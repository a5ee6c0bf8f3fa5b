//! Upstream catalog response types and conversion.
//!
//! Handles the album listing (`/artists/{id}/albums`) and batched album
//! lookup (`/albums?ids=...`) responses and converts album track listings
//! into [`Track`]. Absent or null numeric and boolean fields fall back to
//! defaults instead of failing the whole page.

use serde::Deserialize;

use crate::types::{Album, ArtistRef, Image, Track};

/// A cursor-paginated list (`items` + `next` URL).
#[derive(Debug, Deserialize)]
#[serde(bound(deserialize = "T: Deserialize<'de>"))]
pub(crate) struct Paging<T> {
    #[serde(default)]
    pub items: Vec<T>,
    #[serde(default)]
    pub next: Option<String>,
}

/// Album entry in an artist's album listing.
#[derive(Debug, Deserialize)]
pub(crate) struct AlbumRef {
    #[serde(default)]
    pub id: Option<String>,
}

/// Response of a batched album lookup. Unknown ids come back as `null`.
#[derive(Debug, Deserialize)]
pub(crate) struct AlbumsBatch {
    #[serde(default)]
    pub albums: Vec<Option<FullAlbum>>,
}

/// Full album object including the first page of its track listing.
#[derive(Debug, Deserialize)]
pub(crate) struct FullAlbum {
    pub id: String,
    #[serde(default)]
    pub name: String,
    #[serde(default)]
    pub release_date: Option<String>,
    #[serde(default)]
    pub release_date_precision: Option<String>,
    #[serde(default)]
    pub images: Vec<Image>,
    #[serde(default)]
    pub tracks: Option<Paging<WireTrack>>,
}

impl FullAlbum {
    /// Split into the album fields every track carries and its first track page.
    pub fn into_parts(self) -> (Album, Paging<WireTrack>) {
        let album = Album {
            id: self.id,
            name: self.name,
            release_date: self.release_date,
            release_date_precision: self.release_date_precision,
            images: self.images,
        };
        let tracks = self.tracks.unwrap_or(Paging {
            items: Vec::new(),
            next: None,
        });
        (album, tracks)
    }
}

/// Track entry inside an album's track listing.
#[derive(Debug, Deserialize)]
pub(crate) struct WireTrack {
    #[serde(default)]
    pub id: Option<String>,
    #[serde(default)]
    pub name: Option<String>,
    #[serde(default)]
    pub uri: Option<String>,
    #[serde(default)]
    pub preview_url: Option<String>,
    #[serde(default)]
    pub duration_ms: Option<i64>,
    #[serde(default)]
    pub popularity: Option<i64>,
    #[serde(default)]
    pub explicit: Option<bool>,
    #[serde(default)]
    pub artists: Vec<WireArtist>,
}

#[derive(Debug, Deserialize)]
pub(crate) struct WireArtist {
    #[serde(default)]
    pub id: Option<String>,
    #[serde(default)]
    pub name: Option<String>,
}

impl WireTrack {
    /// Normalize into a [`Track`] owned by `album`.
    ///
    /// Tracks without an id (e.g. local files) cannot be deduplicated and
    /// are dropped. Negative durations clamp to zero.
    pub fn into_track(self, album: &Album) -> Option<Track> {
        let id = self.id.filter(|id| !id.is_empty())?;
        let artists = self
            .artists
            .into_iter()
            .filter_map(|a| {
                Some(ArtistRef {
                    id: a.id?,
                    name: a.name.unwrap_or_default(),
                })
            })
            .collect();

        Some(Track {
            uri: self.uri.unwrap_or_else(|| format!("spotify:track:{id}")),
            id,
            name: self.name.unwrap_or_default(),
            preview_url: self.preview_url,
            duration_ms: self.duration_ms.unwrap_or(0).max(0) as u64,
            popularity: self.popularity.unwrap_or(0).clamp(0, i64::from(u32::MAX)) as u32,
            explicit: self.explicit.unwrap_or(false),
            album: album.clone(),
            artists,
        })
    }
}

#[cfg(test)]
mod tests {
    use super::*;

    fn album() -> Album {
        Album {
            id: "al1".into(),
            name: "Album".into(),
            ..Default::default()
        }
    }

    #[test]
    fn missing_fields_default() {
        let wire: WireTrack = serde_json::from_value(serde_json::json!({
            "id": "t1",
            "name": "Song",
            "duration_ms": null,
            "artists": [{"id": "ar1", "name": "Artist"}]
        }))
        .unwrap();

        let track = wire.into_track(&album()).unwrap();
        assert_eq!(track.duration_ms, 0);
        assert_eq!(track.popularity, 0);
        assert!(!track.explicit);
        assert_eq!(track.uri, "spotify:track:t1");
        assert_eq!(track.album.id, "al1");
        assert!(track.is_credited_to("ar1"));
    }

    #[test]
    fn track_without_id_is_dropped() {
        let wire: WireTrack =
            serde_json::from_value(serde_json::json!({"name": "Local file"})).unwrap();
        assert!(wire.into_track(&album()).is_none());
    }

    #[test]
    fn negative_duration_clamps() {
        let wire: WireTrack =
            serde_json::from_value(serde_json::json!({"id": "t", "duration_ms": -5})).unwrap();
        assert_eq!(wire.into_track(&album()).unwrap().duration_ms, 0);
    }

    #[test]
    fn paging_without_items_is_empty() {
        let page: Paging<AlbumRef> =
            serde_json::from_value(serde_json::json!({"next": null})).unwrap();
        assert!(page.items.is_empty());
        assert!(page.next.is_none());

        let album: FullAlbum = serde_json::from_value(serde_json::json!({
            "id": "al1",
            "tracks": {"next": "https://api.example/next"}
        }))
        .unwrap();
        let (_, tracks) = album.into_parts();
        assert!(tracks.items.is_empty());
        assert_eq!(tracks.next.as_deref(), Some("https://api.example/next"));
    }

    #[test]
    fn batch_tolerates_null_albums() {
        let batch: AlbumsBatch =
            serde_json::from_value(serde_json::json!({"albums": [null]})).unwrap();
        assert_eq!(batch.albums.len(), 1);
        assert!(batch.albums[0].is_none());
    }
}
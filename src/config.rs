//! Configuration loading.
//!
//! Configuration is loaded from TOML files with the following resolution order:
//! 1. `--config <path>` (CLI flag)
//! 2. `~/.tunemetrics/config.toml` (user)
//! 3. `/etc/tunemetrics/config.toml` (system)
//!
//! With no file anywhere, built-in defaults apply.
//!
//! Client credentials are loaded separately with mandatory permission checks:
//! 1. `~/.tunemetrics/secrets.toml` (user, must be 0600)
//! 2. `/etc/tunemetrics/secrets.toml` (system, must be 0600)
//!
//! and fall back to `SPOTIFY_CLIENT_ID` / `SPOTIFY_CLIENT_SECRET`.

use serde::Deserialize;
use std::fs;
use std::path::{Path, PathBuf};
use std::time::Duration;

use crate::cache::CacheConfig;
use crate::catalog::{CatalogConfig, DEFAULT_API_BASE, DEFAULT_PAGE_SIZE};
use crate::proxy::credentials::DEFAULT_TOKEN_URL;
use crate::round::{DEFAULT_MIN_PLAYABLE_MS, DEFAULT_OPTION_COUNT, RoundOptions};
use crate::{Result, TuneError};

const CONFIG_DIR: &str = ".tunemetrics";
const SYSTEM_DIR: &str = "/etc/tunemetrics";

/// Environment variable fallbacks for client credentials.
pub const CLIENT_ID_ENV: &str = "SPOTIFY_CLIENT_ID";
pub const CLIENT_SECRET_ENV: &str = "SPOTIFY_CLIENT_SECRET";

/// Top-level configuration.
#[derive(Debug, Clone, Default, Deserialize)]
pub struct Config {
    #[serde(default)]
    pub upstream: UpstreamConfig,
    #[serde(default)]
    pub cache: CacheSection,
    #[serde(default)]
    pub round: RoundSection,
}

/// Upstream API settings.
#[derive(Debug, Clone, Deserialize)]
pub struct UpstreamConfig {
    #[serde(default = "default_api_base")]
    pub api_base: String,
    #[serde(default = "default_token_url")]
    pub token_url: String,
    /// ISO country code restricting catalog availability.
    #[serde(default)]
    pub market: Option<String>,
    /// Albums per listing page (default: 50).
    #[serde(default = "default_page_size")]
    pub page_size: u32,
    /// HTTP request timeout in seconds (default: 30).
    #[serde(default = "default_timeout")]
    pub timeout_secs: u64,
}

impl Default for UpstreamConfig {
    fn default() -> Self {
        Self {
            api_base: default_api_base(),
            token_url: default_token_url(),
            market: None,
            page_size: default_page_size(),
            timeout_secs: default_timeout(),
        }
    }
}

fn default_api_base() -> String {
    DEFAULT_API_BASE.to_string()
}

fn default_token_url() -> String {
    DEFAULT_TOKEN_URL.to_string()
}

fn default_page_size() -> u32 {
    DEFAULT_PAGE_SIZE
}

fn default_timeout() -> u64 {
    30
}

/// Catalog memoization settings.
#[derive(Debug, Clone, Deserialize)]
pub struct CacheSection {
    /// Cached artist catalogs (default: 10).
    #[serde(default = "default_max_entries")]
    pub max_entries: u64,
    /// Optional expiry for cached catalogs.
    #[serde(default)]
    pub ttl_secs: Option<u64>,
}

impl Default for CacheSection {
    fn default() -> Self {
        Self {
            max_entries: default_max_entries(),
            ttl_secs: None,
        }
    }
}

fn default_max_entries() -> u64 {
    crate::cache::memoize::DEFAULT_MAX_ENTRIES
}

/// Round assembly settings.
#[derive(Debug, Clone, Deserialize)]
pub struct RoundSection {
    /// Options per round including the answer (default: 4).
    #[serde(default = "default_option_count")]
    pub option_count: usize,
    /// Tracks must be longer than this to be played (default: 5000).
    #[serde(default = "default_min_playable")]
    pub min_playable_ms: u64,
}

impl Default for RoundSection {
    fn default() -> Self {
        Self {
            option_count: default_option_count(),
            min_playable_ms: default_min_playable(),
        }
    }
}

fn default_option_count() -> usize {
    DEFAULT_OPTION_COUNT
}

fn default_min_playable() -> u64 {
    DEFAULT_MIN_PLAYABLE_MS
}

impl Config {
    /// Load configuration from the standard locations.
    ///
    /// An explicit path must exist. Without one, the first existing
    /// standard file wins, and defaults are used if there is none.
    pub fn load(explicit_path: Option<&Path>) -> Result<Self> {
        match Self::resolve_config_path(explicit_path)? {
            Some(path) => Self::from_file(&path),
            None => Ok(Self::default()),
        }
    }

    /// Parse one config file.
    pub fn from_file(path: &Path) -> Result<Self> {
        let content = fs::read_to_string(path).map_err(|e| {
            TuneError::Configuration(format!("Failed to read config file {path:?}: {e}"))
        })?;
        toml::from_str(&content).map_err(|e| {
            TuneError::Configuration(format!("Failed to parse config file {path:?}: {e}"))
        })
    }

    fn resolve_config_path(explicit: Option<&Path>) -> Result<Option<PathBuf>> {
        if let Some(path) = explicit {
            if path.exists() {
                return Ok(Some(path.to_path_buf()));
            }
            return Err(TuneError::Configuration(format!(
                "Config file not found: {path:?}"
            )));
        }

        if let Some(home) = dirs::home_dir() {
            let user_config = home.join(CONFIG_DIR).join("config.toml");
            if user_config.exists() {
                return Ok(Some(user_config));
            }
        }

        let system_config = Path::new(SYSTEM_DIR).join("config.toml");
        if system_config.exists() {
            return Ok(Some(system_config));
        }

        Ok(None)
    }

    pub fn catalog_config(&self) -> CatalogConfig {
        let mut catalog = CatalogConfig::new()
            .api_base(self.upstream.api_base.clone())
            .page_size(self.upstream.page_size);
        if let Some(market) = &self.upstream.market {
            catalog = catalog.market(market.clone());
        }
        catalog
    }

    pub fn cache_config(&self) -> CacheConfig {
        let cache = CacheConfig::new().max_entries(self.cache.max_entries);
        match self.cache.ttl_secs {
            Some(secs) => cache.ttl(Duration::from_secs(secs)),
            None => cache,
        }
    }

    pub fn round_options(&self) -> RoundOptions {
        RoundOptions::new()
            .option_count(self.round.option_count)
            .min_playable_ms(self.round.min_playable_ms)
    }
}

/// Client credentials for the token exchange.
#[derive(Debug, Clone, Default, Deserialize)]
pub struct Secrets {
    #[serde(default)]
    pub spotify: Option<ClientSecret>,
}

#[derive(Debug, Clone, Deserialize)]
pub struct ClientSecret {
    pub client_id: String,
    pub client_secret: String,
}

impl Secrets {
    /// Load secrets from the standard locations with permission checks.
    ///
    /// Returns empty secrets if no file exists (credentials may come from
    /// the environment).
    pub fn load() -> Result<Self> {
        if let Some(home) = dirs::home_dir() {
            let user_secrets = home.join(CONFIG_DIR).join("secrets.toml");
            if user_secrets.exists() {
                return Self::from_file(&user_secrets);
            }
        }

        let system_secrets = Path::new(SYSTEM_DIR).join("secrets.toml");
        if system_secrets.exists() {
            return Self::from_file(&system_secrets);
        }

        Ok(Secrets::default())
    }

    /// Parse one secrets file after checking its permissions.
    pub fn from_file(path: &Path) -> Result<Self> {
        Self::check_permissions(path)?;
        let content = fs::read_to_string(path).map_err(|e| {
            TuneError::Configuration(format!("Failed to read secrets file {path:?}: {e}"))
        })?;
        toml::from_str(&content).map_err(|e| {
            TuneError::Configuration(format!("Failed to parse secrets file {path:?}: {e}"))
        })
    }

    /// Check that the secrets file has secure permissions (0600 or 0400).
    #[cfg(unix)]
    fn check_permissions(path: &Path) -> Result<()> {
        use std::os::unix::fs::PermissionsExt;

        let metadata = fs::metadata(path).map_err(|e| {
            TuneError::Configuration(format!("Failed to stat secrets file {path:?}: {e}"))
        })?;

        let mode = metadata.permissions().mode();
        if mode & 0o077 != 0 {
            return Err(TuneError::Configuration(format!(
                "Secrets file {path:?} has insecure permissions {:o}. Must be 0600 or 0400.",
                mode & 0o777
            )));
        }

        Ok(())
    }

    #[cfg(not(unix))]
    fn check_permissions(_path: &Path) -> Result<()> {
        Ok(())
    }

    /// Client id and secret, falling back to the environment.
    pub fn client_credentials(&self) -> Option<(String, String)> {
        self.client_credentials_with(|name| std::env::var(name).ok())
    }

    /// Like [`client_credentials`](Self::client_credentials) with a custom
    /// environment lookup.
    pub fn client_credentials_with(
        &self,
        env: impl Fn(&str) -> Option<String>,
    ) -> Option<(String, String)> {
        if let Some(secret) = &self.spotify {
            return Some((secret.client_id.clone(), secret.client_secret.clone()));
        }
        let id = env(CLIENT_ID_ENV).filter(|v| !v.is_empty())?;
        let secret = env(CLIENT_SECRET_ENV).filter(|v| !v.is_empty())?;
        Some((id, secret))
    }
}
────────────────────────────────────────
• ACTIVITY:
Gather each line from the listing above that holds "https".

• OUTPUT OF THE TASK:
            "tracks": {"next": "https://api.example/next"}
        assert_eq!(tracks.next.as_deref(), Some("https://api.example/next"));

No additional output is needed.